И все поверили горячим речам юного уланчика. Увлечение и искренность Нади подняли целую бурю восторга в кругу молодежи. Если они и не были русскими, все эти юные гости старика Канута, то все-таки они теперь искренно сочувствовали этому отважному молоденькому уланчику, так уверенному в силе и непобедимости своей родины. – Виват, пан улан! – неожиданно крикнул тот же звонкий, уже знакомый Наде голосок, и панна Зося протянула свой бокал Наде.
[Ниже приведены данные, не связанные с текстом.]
use super::telemetry_frame::{Inbound, LinkError, decode_inbound};
use super::telemetry_source::{RouteFeed, SnapshotPublisher, TelemetrySource};
use crate::flight_control::{PathTracer, TelemetryState};
use crate::mode_control::{Command, CommandAck, CommandError, ModeStateMachine};
use crate::util::SimConfig;
use crate::{cmd, error, info, log, warn};
use async_trait::async_trait;
use futures::{SinkExt, StreamExt};
use serde_json::json;
use tokio::{
    net::TcpStream,
    sync::{mpsc, oneshot, watch},
    task::JoinHandle,
    time::{Duration, MissedTickBehavior},
};
use tokio_tungstenite::{MaybeTlsStream, WebSocketStream, connect_async, tungstenite::Message};
use tokio_util::sync::CancellationToken;

type CommandReply = oneshot::Sender<Result<CommandAck, CommandError>>;

/// WebSocket session with the bridge. Every text message carries one JSON frame.
struct BridgeConnection {
    socket: WebSocketStream<MaybeTlsStream<TcpStream>>,
}

impl BridgeConnection {
    async fn open(url: &str) -> Result<Self, LinkError> {
        let (socket, _) = tokio::time::timeout(LiveLink::RECONNECT_INTERVAL, connect_async(url))
            .await
            .map_err(|_| LinkError::ConnectTimeout)??;
        Ok(Self { socket })
    }

    async fn send(&mut self, value: &serde_json::Value) -> Result<(), LinkError> {
        self.socket.send(Message::text(serde_json::to_string(value)?)).await?;
        Ok(())
    }

    /// Next text frame, `None` once the bridge closed the session. Pings are answered by the
    /// socket itself, binary frames are skipped.
    async fn next_text(&mut self) -> Result<Option<String>, LinkError> {
        while let Some(msg) = self.socket.next().await {
            match msg? {
                Message::Text(text) => return Ok(Some(text.as_str().to_owned())),
                Message::Close(_) => return Ok(None),
                _ => {}
            }
        }
        Ok(None)
    }

    async fn close(mut self) {
        if let Err(e) = self.socket.close(None).await {
            log!("Closing the bridge session failed: {e}");
        }
    }
}

async fn next_text(conn: &mut Option<BridgeConnection>) -> Result<Option<String>, LinkError> {
    match conn {
        Some(conn) => conn.next_text().await,
        None => std::future::pending().await,
    }
}

/// Encodes an operator command in the message format of the bridge.
///
/// `goto_position` carries the target both as coordinates and as a local north/east/down
/// offset from the current position, holding the current altitude.
fn bridge_command(cmd: Command, state: &TelemetryState) -> serde_json::Value {
    match cmd {
        Command::Takeoff { altitude } => {
            json!({ "command": cmd.to_string(), "params": { "altitude": altitude } })
        }
        Command::Goto { position } => {
            let dist = state.position.distance_to(position);
            let bearing = state.position.bearing_to(position).to_radians();
            json!({
                "command": cmd.to_string(),
                "params": {
                    "lat": position.lat(),
                    "lon": position.lon(),
                    "north": dist * bearing.cos(),
                    "east": dist * bearing.sin(),
                    "down": -state.altitude,
                },
            })
        }
        Command::SetMode { mode } => {
            json!({ "command": cmd.to_string(), "params": { "mode": mode.to_string() } })
        }
        _ => json!({ "command": cmd.to_string() }),
    }
}

/// Live counterpart of the simulator: mirrors telemetry from an external flight controller
/// bridge and forwards operator commands to it.
struct LiveLinkTask {
    url: String,
    telemetry: TelemetryState,
    machine: ModeStateMachine,
    tracer: PathTracer,
    /// The operator asked for a connection, keep reconnecting while set.
    enabled: bool,
}

impl LiveLinkTask {
    fn new(url: String, config: &SimConfig) -> Self {
        Self {
            url,
            telemetry: TelemetryState::initial(config.home),
            machine: ModeStateMachine::new(config),
            tracer: PathTracer::new(config.trace_delay),
            enabled: false,
        }
    }

    async fn run(
        mut self,
        mut cmd_rx: mpsc::Receiver<(Command, CommandReply)>,
        publisher: SnapshotPublisher,
        c_tok: CancellationToken,
    ) {
        let mut conn: Option<BridgeConnection> = None;
        let mut retry = tokio::time::interval(LiveLink::RECONNECT_INTERVAL);
        retry.set_missed_tick_behavior(MissedTickBehavior::Delay);

        loop {
            tokio::select! {
                biased;
                () = c_tok.cancelled() => break,
                Some((cmd, reply)) = cmd_rx.recv() => {
                    let res = self.handle_command(cmd, &mut conn).await;
                    match &res {
                        Ok(ack) => cmd!("{cmd} forwarded, vehicle {ack}."),
                        Err(e) => cmd!("{cmd} rejected: {e}."),
                    }
                    if cmd == Command::SetConnected(true) && conn.is_none() {
                        retry.reset_immediately();
                    }
                    publisher.publish(&self.telemetry);
                    let _ = reply.send(res);
                }
                _ = retry.tick(), if self.enabled && conn.is_none() => {
                    match BridgeConnection::open(&self.url).await {
                        Ok(opened) => {
                            info!("Connected to live bridge at {}.", self.url);
                            conn = Some(opened);
                            self.set_link(true);
                        }
                        Err(e) => warn!("Live bridge at {} unavailable: {e}", self.url),
                    }
                    publisher.publish(&self.telemetry);
                }
                frame = next_text(&mut conn), if conn.is_some() => {
                    match frame {
                        Ok(Some(text)) => self.ingest(&text),
                        Ok(None) => {
                            warn!("Live bridge closed the connection.");
                            conn = None;
                            self.set_link(false);
                            retry.reset();
                        }
                        Err(e) => {
                            warn!("Live bridge connection lost: {e}");
                            conn = None;
                            self.set_link(false);
                            retry.reset();
                        }
                    }
                    publisher.publish(&self.telemetry);
                }
            }
        }

        if let Some(bridge) = conn.take() {
            bridge.close().await;
        }
        self.tracer.halt();
        info!("Live link stopped.");
    }

    /// Mirrors the transport state into the state machine. A lost link resets the snapshot.
    fn set_link(&mut self, up: bool) {
        if self.machine.is_connected() == up {
            return;
        }
        if let Err(e) = self.machine.apply(Command::SetConnected(up), &mut self.telemetry) {
            error!("Link state change rejected: {e}");
        }
        if !up {
            self.tracer.halt();
        }
    }

    fn ingest(&mut self, text: &str) {
        match decode_inbound(text) {
            Ok(Inbound::Telemetry(frame)) => {
                self.telemetry = frame.apply_to(&self.telemetry);
                self.tracer.record(self.telemetry.position);
            }
            Ok(Inbound::Status(message)) => log!("Bridge status: {message}"),
            Ok(Inbound::Other(kind)) => log!("Ignoring bridge frame of type '{kind}'."),
            Err(e) => warn!("Ignoring malformed bridge frame: {e}"),
        }
    }

    async fn handle_command(
        &mut self,
        cmd: Command,
        conn: &mut Option<BridgeConnection>,
    ) -> Result<CommandAck, CommandError> {
        if let Command::SetConnected(enable) = cmd {
            self.enabled = enable;
            if !enable {
                if let Some(bridge) = conn.take() {
                    bridge.close().await;
                }
                self.set_link(false);
            }
            return Ok(self.ack(false));
        }

        self.machine.check(&cmd, &self.telemetry)?;
        let Some(bridge) = conn.as_mut() else {
            return Err(CommandError::LinkUnavailable);
        };
        if let Err(e) = bridge.send(&bridge_command(cmd, &self.telemetry)).await {
            warn!("Forwarding {cmd} failed: {e}");
            *conn = None;
            self.set_link(false);
            return Err(CommandError::LinkUnavailable);
        }

        if cmd.starts_maneuver() {
            self.tracer.reset(self.telemetry.position);
        } else if cmd == Command::Land {
            self.tracer.halt();
        }
        Ok(self.ack(cmd.starts_maneuver()))
    }

    fn ack(&self, maneuver_started: bool) -> CommandAck {
        CommandAck { mode: self.telemetry.mode, armed: self.telemetry.armed, maneuver_started }
    }
}

/// Handle of the live link task.
#[derive(Debug)]
pub struct LiveLink {
    cmd_tx: mpsc::Sender<(Command, CommandReply)>,
    telemetry_rx: watch::Receiver<TelemetryState>,
    route: RouteFeed,
    c_tok: CancellationToken,
    join: Option<JoinHandle<()>>,
}

impl LiveLink {
    /// Delay between two connection attempts to the bridge.
    pub const RECONNECT_INTERVAL: Duration = Duration::from_secs(3);
    const CMD_QUEUE_SIZE: usize = 16;

    /// Spawns the link task. No connection is attempted before `SetConnected(true)` arrives.
    ///
    /// # Arguments
    /// * `url` – WebSocket URL of the bridge, e.g. `ws://localhost:8765`.
    /// * `config` – Home position, trace delay and goto policy of the mirrored vehicle.
    pub fn start(url: impl Into<String>, config: &SimConfig) -> Self {
        let task = LiveLinkTask::new(url.into(), config);
        let publisher = SnapshotPublisher::new(task.telemetry, task.tracer.view());
        let (telemetry_rx, route) = (publisher.telemetry(), publisher.route());
        let (cmd_tx, cmd_rx) = mpsc::channel(Self::CMD_QUEUE_SIZE);
        let c_tok = CancellationToken::new();
        let join = tokio::spawn(task.run(cmd_rx, publisher, c_tok.clone()));
        Self { cmd_tx, telemetry_rx, route, c_tok, join: Some(join) }
    }
}

#[async_trait]
impl TelemetrySource for LiveLink {
    fn source_name(&self) -> &'static str { "live link" }

    async fn submit(&self, cmd: Command) -> Result<CommandAck, CommandError> {
        let (reply_tx, reply_rx) = oneshot::channel();
        self.cmd_tx.send((cmd, reply_tx)).await.map_err(|_| CommandError::LinkUnavailable)?;
        reply_rx.await.map_err(|_| CommandError::LinkUnavailable)?
    }

    fn telemetry(&self) -> watch::Receiver<TelemetryState> { self.telemetry_rx.clone() }

    fn route(&self) -> RouteFeed {
        let mut feed = self.route.clone();
        feed.rewind();
        feed
    }

    async fn shutdown(&mut self) {
        self.c_tok.cancel();
        if let Some(join) = self.join.take() {
            if let Err(e) = join.await {
                error!("Live link task failed: {e}");
            }
        }
    }
}

impl Drop for LiveLink {
    fn drop(&mut self) { self.c_tok.cancel(); }
}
Они чокнулись, сочувственно улыбаясь друг другу. – О, как вы должны быть храбры, пан Дуров! – воскликнула толстушка Рузя, в свою очередь чокаясь с Надей. – Ваши родители должны очень гордиться вами! – вторила ей Ядя, и обычно насмешливые глазки девушки теперь с восторженным сочувствием остановились взглядом на госте. – Его родители и не подозревают всей его доблести! – неожиданно вмешался в разговор до сих пор все время молчавший Юзек. – Его родители ничего не знают… Ведь он бежал из дому, чтобы записаться в войско! – умышленно громко заключил свою речь юноша. Едва только молодой Вышмирский успел произнести эти слова, как мертвая тишина разом воцарилась в большой столовой Канутов. Все эти турчанки, баядерки, маркизы, феи и пастушки, негры и арабы, рыцари и волшебники – словом, вся закостюмированная толпа гостей разом замолкла. Все глаза, как по команде, устремились на Надю. А она, смущенная, испуганная, с побледневшим лицом, тщетно ловила взглядом взгляд Юзефа. Молодой Вышмирский, казалось, всячески избегал ее глаз. Лицо его уже не было теперь апатично спокойно, как несколько минут тому назад. Напротив, оно носило теперь печать необычайного раздражения; губы кривились в насильственную усмешку, все черты приняли далеко не приятное выражение. – Что с Юзефом? Какая муха укусила тебя, милый кузен? – с деланным смехом произнесла находчивая Ядя, желая вывести этим симпатичного гостя из неприятного для него положения. – Пан Дуров, я уверена, не совсем доволен такой болтливостью! – Пью за здоровье пана Дурова! – весело крикнул старый Канут.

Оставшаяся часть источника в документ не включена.